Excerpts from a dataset
//! Table-level configuration
//!
//! A [`TableConfig`] gathers every option that shapes the rendered grid: paging,
//! ordering, searching, scrolling, state persistence, language overrides and the
//! column collection. Configurations can be built in code or declared in TOML or
//! JSON; fields that are left out take the defaults listed on each field.
//!
//! ```toml
//! server_side = true
//! ajax_source = "/invoices/data"
//! paging = true
//! page_length = 25
//!
//! [[columns]]
//! name = "number"
//! title = "Invoice"
//! default_sort = true
//! default_sort_direction = "desc"
//!
//! [[columns]]
//! name = "customer"
//! title = "Customer"
//! ```

use serde::{Deserialize, Serialize};

use crate::column::ColumnCollection;
use crate::error::Result;

/// Pagination control style
#[derive(Debug, Clone, Copy, PartialEq, Eq, Default, Serialize, Deserialize)]
#[serde(rename_all = "snake_case")]
pub enum PagingType {
	/// Page number buttons only
	Numbers,
	/// Previous and next buttons
	Simple,
	/// Previous and next buttons plus page numbers
	SimpleNumbers,
	/// First, previous, next and last buttons
	Full,
	/// First, previous, next and last buttons plus page numbers
	#[default]
	FullNumbers,
	/// First and last buttons plus page numbers
	FirstLastNumbers,
	/// Legacy two-button control
	TwoButton,
}

impl PagingType {
	/// Returns the option value understood by the client widget
	pub fn as_str(&self) -> &'static str {
		match self {
			Self::Numbers => "numbers",
			Self::Simple => "simple",
			Self::SimpleNumbers => "simple_numbers",
			Self::Full => "full",
			Self::FullNumbers => "full_numbers",
			Self::FirstLastNumbers => "first_last_numbers",
			Self::TwoButton => "two_button",
		}
	}
}

/// Scrolling setting: either a toggle or a CSS extent such as `"200px"`
#[derive(Debug, Clone, PartialEq, Eq, Serialize, Deserialize)]
#[serde(untagged)]
pub enum ScrollSetting {
	/// Scrolling on or off
	Enabled(bool),
	/// Scrolling constrained to a CSS extent
	Extent(String),
}

/// Label shown for an entry of the page-length menu
#[derive(Debug, Clone, PartialEq, Eq, Serialize, Deserialize)]
#[serde(untagged)]
pub enum LengthLabel {
	/// Numeric label
	Count(i64),
	/// Text label, e.g. `"All"`
	Text(String),
}

impl From<i64> for LengthLabel {
	fn from(count: i64) -> Self {
		Self::Count(count)
	}
}

impl From<&str> for LengthLabel {
	fn from(text: &str) -> Self {
		Self::Text(text.to_string())
	}
}

impl From<String> for LengthLabel {
	fn from(text: String) -> Self {
		Self::Text(text)
	}
}

/// Ordered mapping of page lengths to their menu labels
///
/// A length of `-1` conventionally means "all rows".
#[derive(Debug, Clone, PartialEq, Eq, Serialize, Deserialize)]
pub struct LengthMenu(Vec<(i64, LengthLabel)>);

impl LengthMenu {
	/// Creates an empty menu
	pub fn new() -> Self {
		Self(Vec::new())
	}

	/// Appends an entry, builder style
	///
	/// # Examples
	///
	/// ```
	/// use reinhardt_datatables::LengthMenu;
	///
	/// let menu = LengthMenu::new().entry(10, 10).entry(-1, "All");
	/// assert_eq!(menu.lengths().collect::<Vec<_>>(), vec![10, -1]);
	/// ```
	pub fn entry(mut self, length: i64, label: impl Into<LengthLabel>) -> Self {
		self.0.push((length, label.into()));
		self
	}

	/// Iterates over the page lengths in menu order
	pub fn lengths(&self) -> impl Iterator<Item = i64> + '_ {
		self.0.iter().map(|(length, _)| *length)
	}

	/// Iterates over the labels in menu order
	pub fn labels(&self) -> impl Iterator<Item = &LengthLabel> {
		self.0.iter().map(|(_, label)| label)
	}

	/// Returns the number of entries
	pub fn len(&self) -> usize {
		self.0.len()
	}

	/// Returns true if the menu has no entries
	pub fn is_empty(&self) -> bool {
		self.0.is_empty()
	}
}

impl Default for LengthMenu {
	fn default() -> Self {
		Self::new().entry(10, 10).entry(25, 25).entry(50, 50).entry(100, 100)
	}
}

/// Caller-supplied interface strings
///
/// Only the strings that are set are sent to the client; everything else keeps
/// the widget's built-in text.
#[derive(Debug, Clone, Default, PartialEq, Eq, Serialize, Deserialize)]
#[serde(default)]
pub struct LanguageConfig {
	pub paginate_first: Option<String>,
	pub paginate_last: Option<String>,
	pub paginate_next: Option<String>,
	pub paginate_previous: Option<String>,
	pub empty_table: Option<String>,
	pub info: Option<String>,
	pub info_empty: Option<String>,
	pub info_filtered: Option<String>,
	pub info_post_fix: Option<String>,
	pub length_menu: Option<String>,
	pub search: Option<String>,
	pub zero_records: Option<String>,
	/// URL of a translation file loaded by the client
	pub url: Option<String>,
}

/// All table-level settings plus the column collection
#[derive(Debug, Clone, PartialEq, Serialize, Deserialize)]
#[serde(default)]
pub struct TableConfig {
	/// Columns in display order
	pub columns: ColumnCollection,
	/// Rows per page. Default: 10
	pub page_length: u32,
	/// URL the client fetches pages from in server-side mode
	pub ajax_source: Option<String>,
	/// Show the "processing" indicator. Default: true
	pub processing: bool,
	/// Fetch pages from the server instead of rendering rows. Default: false
	pub server_side: bool,
	/// Default: false
	pub paging: bool,
	/// Default: false
	pub length_change: bool,
	/// Default: false
	pub searching: bool,
	/// Default: false
	pub info: bool,
	/// Default: true
	pub ordering: bool,
	/// Default: true
	pub jquery_ui: bool,
	/// Default: true
	pub auto_width: bool,
	/// Default: false
	pub scroll_collapse: bool,
	/// CSS class of the `<table>` element
	pub class: Option<String>,
	pub length_menu: LengthMenu,
	pub scroll_x: Option<ScrollSetting>,
	pub scroll_y: Option<ScrollSetting>,
	pub paging_type: PagingType,
	pub language: Option<LanguageConfig>,
	/// Markup shown while the first page loads. Rendered verbatim
	pub loading_html: String,
	/// Seconds a saved state stays valid. Default: 7200
	pub state_duration: i64,
	/// Default: false
	pub state_save: bool,
	/// Maximum rows rendered into the HTML in static mode. Default: 100
	pub static_max_length: usize,
	/// Layout string controlling where the widget's controls go
	pub dom: Option<String>,
}

impl TableConfig {
	/// Creates a configuration with default settings for `columns`
	pub fn new(columns: ColumnCollection) -> Self {
		Self {
			columns,
			..Self::default()
		}
	}

	/// Parses a TOML table declaration
	pub fn from_toml_str(source: &str) -> Result<Self> {
		Ok(toml::from_str(source)?)
	}

	/// Parses a JSON table declaration
	pub fn from_json_str(source: &str) -> Result<Self> {
		Ok(serde_json::from_str(source)?)
	}

	/// Returns the column collection
	pub fn columns(&self) -> &ColumnCollection {
		&self.columns
	}
}

impl Default for TableConfig {
	fn default() -> Self {
		Self {
			columns: ColumnCollection::new(),
			page_length: 10,
			ajax_source: None,
			processing: true,
			server_side: false,
			paging: false,
			length_change: false,
			searching: false,
			info: false,
			ordering: true,
			jquery_ui: true,
			auto_width: true,
			scroll_collapse: false,
			class: None,
			length_menu: LengthMenu::default(),
			scroll_x: None,
			scroll_y: None,
			paging_type: PagingType::FullNumbers,
			language: None,
			loading_html: "<p>loading data</p>".to_string(),
			state_duration: 7200,
			state_save: false,
			static_max_length: 100,
			dom: None,
		}
	}
}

* [DIRECTIONS FOR THIS TASK]:
Print every entry exactly as written.

* [RESULT OF THIS EXERCISE]:
//! Table-level configuration
//!
//! A [`TableConfig`] gathers every option that shapes the rendered grid: paging,
//! ordering, searching, scrolling, state persistence, language overrides and the
//! column collection. Configurations can be built in code or declared in TOML or
//! JSON; fields that are left out take the defaults listed on each field.
//!
//! ```toml
//! server_side = true
//! ajax_source = "/invoices/data"
//! paging = true
//! page_length = 25
//!
//! [[columns]]
//! name = "number"
//! title = "Invoice"
//! default_sort = true
//! default_sort_direction = "desc"
//!
//! [[columns]]
//! name = "customer"
//! title = "Customer"
//! ```

use serde::{Deserialize, Serialize};

use crate::column::ColumnCollection;
use crate::error::Result;

/// Pagination control style
#[derive(Debug, Clone, Copy, PartialEq, Eq, Default, Serialize, Deserialize)]
#[serde(rename_all = "snake_case")]
pub enum PagingType {
	/// Page number buttons only
	Numbers,
	/// Previous and next buttons
	Simple,
	/// Previous and next buttons plus page numbers
	SimpleNumbers,
	/// First, previous, next and last buttons
	Full,
	/// First, previous, next and last buttons plus page numbers
	#[default]
	FullNumbers,
	/// First and last buttons plus page numbers
	FirstLastNumbers,
	/// Legacy two-button control
	TwoButton,
}

impl PagingType {
	/// Returns the option value understood by the client widget
	pub fn as_str(&self) -> &'static str {
		match self {
			Self::Numbers => "numbers",
			Self::Simple => "simple",
			Self::SimpleNumbers => "simple_numbers",
			Self::Full => "full",
			Self::FullNumbers => "full_numbers",
			Self::FirstLastNumbers => "first_last_numbers",
			Self::TwoButton => "two_button",
		}
	}
}

/// Scrolling setting: either a toggle or a CSS extent such as `"200px"`
#[derive(Debug, Clone, PartialEq, Eq, Serialize, Deserialize)]
#[serde(untagged)]
pub enum ScrollSetting {
	/// Scrolling on or off
	Enabled(bool),
	/// Scrolling constrained to a CSS extent
	Extent(String),
}

/// Label shown for an entry of the page-length menu
#[derive(Debug, Clone, PartialEq, Eq, Serialize, Deserialize)]
#[serde(untagged)]
pub enum LengthLabel {
	/// Numeric label
	Count(i64),
	/// Text label, e.g. `"All"`
	Text(String),
}

impl From<i64> for LengthLabel {
	fn from(count: i64) -> Self {
		Self::Count(count)
	}
}

impl From<&str> for LengthLabel {
	fn from(text: &str) -> Self {
		Self::Text(text.to_string())
	}
}

impl From<String> for LengthLabel {
	fn from(text: String) -> Self {
		Self::Text(text)
	}
}

/// Ordered mapping of page lengths to their menu labels
///
/// A length of `-1` conventionally means "all rows".
#[derive(Debug, Clone, PartialEq, Eq, Serialize, Deserialize)]
pub struct LengthMenu(Vec<(i64, LengthLabel)>);

impl LengthMenu {
	/// Creates an empty menu
	pub fn new() -> Self {
		Self(Vec::new())
	}

	/// Appends an entry, builder style
	///
	/// # Examples
	///
	/// ```
	/// use reinhardt_datatables::LengthMenu;
	///
	/// let menu = LengthMenu::new().entry(10, 10).entry(-1, "All");
	/// assert_eq!(menu.lengths().collect::<Vec<_>>(), vec![10, -1]);
	/// ```
	pub fn entry(mut self, length: i64, label: impl Into<LengthLabel>) -> Self {
		self.0.push((length, label.into()));
		self
	}

	/// Iterates over the page lengths in menu order
	pub fn lengths(&self) -> impl Iterator<Item = i64> + '_ {
		self.0.iter().map(|(length, _)| *length)
	}

	/// Iterates over the labels in menu order
	pub fn labels(&self) -> impl Iterator<Item = &LengthLabel> {
		self.0.iter().map(|(_, label)| label)
	}

	/// Returns the number of entries
	pub fn len(&self) -> usize {
		self.0.len()
	}

	/// Returns true if the menu has no entries
	pub fn is_empty(&self) -> bool {
		self.0.is_empty()
	}
}

impl Default for LengthMenu {
	fn default() -> Self {
		Self::new().entry(10, 10).entry(25, 25).entry(50, 50).entry(100, 100)
	}
}

/// Caller-supplied interface strings
///
/// Only the strings that are set are sent to the client; everything else keeps
/// the widget's built-in text.
#[derive(Debug, Clone, Default, PartialEq, Eq, Serialize, Deserialize)]
#[serde(default)]
pub struct LanguageConfig {
	pub paginate_first: Option<String>,
	pub paginate_last: Option<String>,
	pub paginate_next: Option<String>,
	pub paginate_previous: Option<String>,
	pub empty_table: Option<String>,
	pub info: Option<String>,
	pub info_empty: Option<String>,
	pub info_filtered: Option<String>,
	pub info_post_fix: Option<String>,
	pub length_menu: Option<String>,
	pub search: Option<String>,
	pub zero_records: Option<String>,
	/// URL of a translation file loaded by the client
	pub url: Option<String>,
}

/// All table-level settings plus the column collection
#[derive(Debug, Clone, PartialEq, Serialize, Deserialize)]
#[serde(default)]
pub struct TableConfig {
	/// Columns in display order
	pub columns: ColumnCollection,
	/// Rows per page. Default: 10
	pub page_length: u32,
	/// URL the client fetches pages from in server-side mode
	pub ajax_source: Option<String>,
	/// Show the "processing" indicator. Default: true
	pub processing: bool,
	/// Fetch pages from the server instead of rendering rows. Default: false
	pub server_side: bool,
	/// Default: false
	pub paging: bool,
	/// Default: false
	pub length_change: bool,
	/// Default: false
	pub searching: bool,
	/// Default: false
	pub info: bool,
	/// Default: true
	pub ordering: bool,
	/// Default: true
	pub jquery_ui: bool,
	/// Default: true
	pub auto_width: bool,
	/// Default: false
	pub scroll_collapse: bool,
	/// CSS class of the `<table>` element
	pub class: Option<String>,
	pub length_menu: LengthMenu,
	pub scroll_x: Option<ScrollSetting>,
	pub scroll_y: Option<ScrollSetting>,
	pub paging_type: PagingType,
	pub language: Option<LanguageConfig>,
	/// Markup shown while the first page loads. Rendered verbatim
	pub loading_html: String,
	/// Seconds a saved state stays valid. Default: 7200
	pub state_duration: i64,
	/// Default: false
	pub state_save: bool,
	/// Maximum rows rendered into the HTML in static mode. Default: 100
	pub static_max_length: usize,
	/// Layout string controlling where the widget's controls go
	pub dom: Option<String>,
}

impl TableConfig {
	/// Creates a configuration with default settings for `columns`
	pub fn new(columns: ColumnCollection) -> Self {
		Self {
			columns,
			..Self::default()
		}
	}

	/// Parses a TOML table declaration
	pub fn from_toml_str(source: &str) -> Result<Self> {
		Ok(toml::from_str(source)?)
	}

	/// Parses a JSON table declaration
	pub fn from_json_str(source: &str) -> Result<Self> {
		Ok(serde_json::from_str(source)?)
	}

	/// Returns the column collection
	pub fn columns(&self) -> &ColumnCollection {
		&self.columns
	}
}

impl Default for TableConfig {
	fn default() -> Self {
		Self {
			columns: ColumnCollection::new(),
			page_length: 10,
			ajax_source: None,
			processing: true,
			server_side: false,
			paging: false,
			length_change: false,
			searching: false,
			info: false,
			ordering: true,
			jquery_ui: true,
			auto_width: true,
			scroll_collapse: false,
			class: None,
			length_menu: LengthMenu::default(),
			scroll_x: None,
			scroll_y: None,
			paging_type: PagingType::FullNumbers,
			language: None,
			loading_html: "<p>loading data</p>".to_string(),
			state_duration: 7200,
			state_save: false,
			static_max_length: 100,
			dom: None,
		}
	}
}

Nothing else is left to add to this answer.